I am so fortunate. I’m employed in a now-devastated industry (aviation) – by an “essential” agency which means that – although social distancing means I am working out of office – my paychecks (for now) and healthcare coverage continues. I’m part of the newly defined “1%”. I have a job, a home, and to (cringeworthingly) quote my 89-yr old mother – I have my health. Bubbe was spot on: health is everything.
I walk my old dog in my Astoria neighborhood, passing one hundred shuttered cash-based businesses. I think of the thousands of workers now three weeks without income and I could weep. I can survive closed restaurants and bars, I can forego a Chinese massage. I never did go for a Korean mani/pedi. The worst impact to me is an awfully overgrown hair style now that barbers and salons are all close.
I suspect that if this continues for months – not the weeks broadcast by my President who predicted “a beautiful Easter” – it will be the death of the American middle class (burdened by overwhelming mortgage, credit card, and college tuition debt), and God protect those in the lowest income brackets.
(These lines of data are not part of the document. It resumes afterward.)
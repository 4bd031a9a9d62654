// SPDX-License-Identifier: MIT OR Apache-2.0

//! Capabilities for delegated authorship.
//!
//! Granting a capability to a feed allows its author to have content relayed into the own feed.
//! Requests are checked against the schema recorded with the grant; without a grant they are
//! ignored.
use std::collections::HashMap;

use plasmid_core::{Content, FeedKey, validate};
use serde_json::Value;
use thiserror::Error;

#[derive(Clone, Debug, Default, PartialEq)]
pub struct Capabilities(HashMap<FeedKey, Value>);

impl Capabilities {
    pub fn new() -> Self {
        Self::default()
    }

    /// Record the content validation schema for a feed, replacing an earlier grant.
    pub fn grant(&mut self, feed_key: FeedKey, schema: Value) -> Option<Value> {
        self.0.insert(feed_key, schema)
    }

    pub fn revoke(&mut self, feed_key: &FeedKey) -> Option<Value> {
        self.0.remove(feed_key)
    }

    pub fn get(&self, feed_key: &FeedKey) -> Option<&Value> {
        self.0.get(feed_key)
    }

    pub fn contains(&self, feed_key: &FeedKey) -> bool {
        self.0.contains_key(feed_key)
    }

    pub fn len(&self) -> usize {
        self.0.len()
    }

    pub fn is_empty(&self) -> bool {
        self.0.is_empty()
    }

    pub fn iter(&self) -> impl Iterator<Item = (&FeedKey, &Value)> {
        self.0.iter()
    }

    /// Check if content requested by `remote_author` may be relayed.
    pub fn authorize(
        &self,
        remote_author: &FeedKey,
        remote_content: &Content,
    ) -> Result<(), Denied> {
        let schema = self.get(remote_author).ok_or(Denied::NoCapability)?;

        // Control entries can't be injected by others, regardless of the granted schema.
        if remote_content.is_system() {
            return Err(Denied::SystemContent(
                remote_content.content_type().to_string(),
            ));
        }

        let validation = validate(&remote_content.to_value(), schema);
        if !validation.is_valid() {
            return Err(Denied::SchemaViolation {
                errors: validation.errors,
            });
        }

        Ok(())
    }
}

impl From<Capabilities> for HashMap<FeedKey, Value> {
    fn from(value: Capabilities) -> Self {
        value.0
    }
}

/// Reasons for not relaying remote content.
///
/// These are never surfaced as errors to the node, foreign feeds can't make it fail.
#[derive(Error, Debug, Clone, PartialEq)]
pub enum Denied {
    #[error("no capability granted")]
    NoCapability,

    #[error("relaying {0} content is not allowed")]
    SystemContent(String),

    #[error("remote content violates granted schema: {}", .errors.join("; "))]
    SchemaViolation { errors: Vec<String> },
}

#[cfg(test)]
mod tests {
    use assert_matches::assert_matches;
    use plasmid_core::{Content, PrivateKey, SystemContent};
    use serde_json::json;

    use super::{Capabilities, Denied};

    #[test]
    fn grant_and_revoke() {
        let feed_key = PrivateKey::new().public_key();
        let mut capabilities = Capabilities::new();

        assert_eq!(capabilities.grant(feed_key.clone(), json!({})), None);
        assert!(capabilities.contains(&feed_key));
        assert_eq!(
            capabilities.grant(feed_key.clone(), json!({ "type": "object" })),
            Some(json!({}))
        );
        assert_eq!(capabilities.len(), 1);

        assert_eq!(
            capabilities.revoke(&feed_key),
            Some(json!({ "type": "object" }))
        );
        assert!(capabilities.is_empty());
        assert_eq!(capabilities.revoke(&feed_key), None);
    }

    #[test]
    fn authorize_remote_content() {
        let remote = PrivateKey::new().public_key();
        let content = Content::new("PAYMENT").with("amount", 50);
        let mut capabilities = Capabilities::new();

        // Without a grant every request is denied.
        assert_eq!(
            capabilities.authorize(&remote, &content),
            Err(Denied::NoCapability)
        );

        capabilities.grant(remote.clone(), json!({}));
        assert_eq!(capabilities.authorize(&remote, &content), Ok(()));

        capabilities.grant(
            remote.clone(),
            json!({
                "type": "object",
                "properties": { "amount": { "type": "integer", "maximum": 10 } }
            }),
        );
        assert_matches!(
            capabilities.authorize(&remote, &content),
            Err(Denied::SchemaViolation { errors }) if errors.len() == 1
        );

        // Even an accept-anything grant does not allow control entries.
        capabilities.grant(remote.clone(), json!({}));
        let system: Content = SystemContent::grant(remote.clone(), None).into();
        assert_matches!(
            capabilities.authorize(&remote, &system),
            Err(Denied::SystemContent(_))
        );
    }
}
The few open shops – a supermarket and drug store – are restricting customer access – staging entry and controlling 6 feet gaps in each queue. Purchase of items is also restricted – one dozen eggs, one carton of milk.
Many disregard the Center for Disease Control recommendations – I see a gang of 8 men playing basketball at a local park, and the old men who previously sat outside our Greek coffee shops still convene with cigars and newspapers, enjoying (thanks climate-change) good weather just as they’ve done for years before.
The lucky ones – older professionals in my demographic – have an option to retreat the vacant city for our vacation homes – in my case a seaside home that used to take 3 hours to drive to in congested metro traffic. Yesterday I made the trip in 90 minutes., on a desolate New Jersey highway made famous by Simon and Garfunkel.
There’s no “counting the cars” on today’s New Jersey Turnpike. I suspect everyone’s “gone to look for America”. We ponder what this means for the November presidential election.
But these summer communities are not prepared to handle summer peak populations in off season, stressing police, fire protection, and hospital resources.
This post is a simple meandering of thoughts from New York. Tell us what you are experiencing in your own zip code. Wishing all good health. Please be safe, be kind to your neighbors, unplug from the news, and try to find something each day to make you laugh.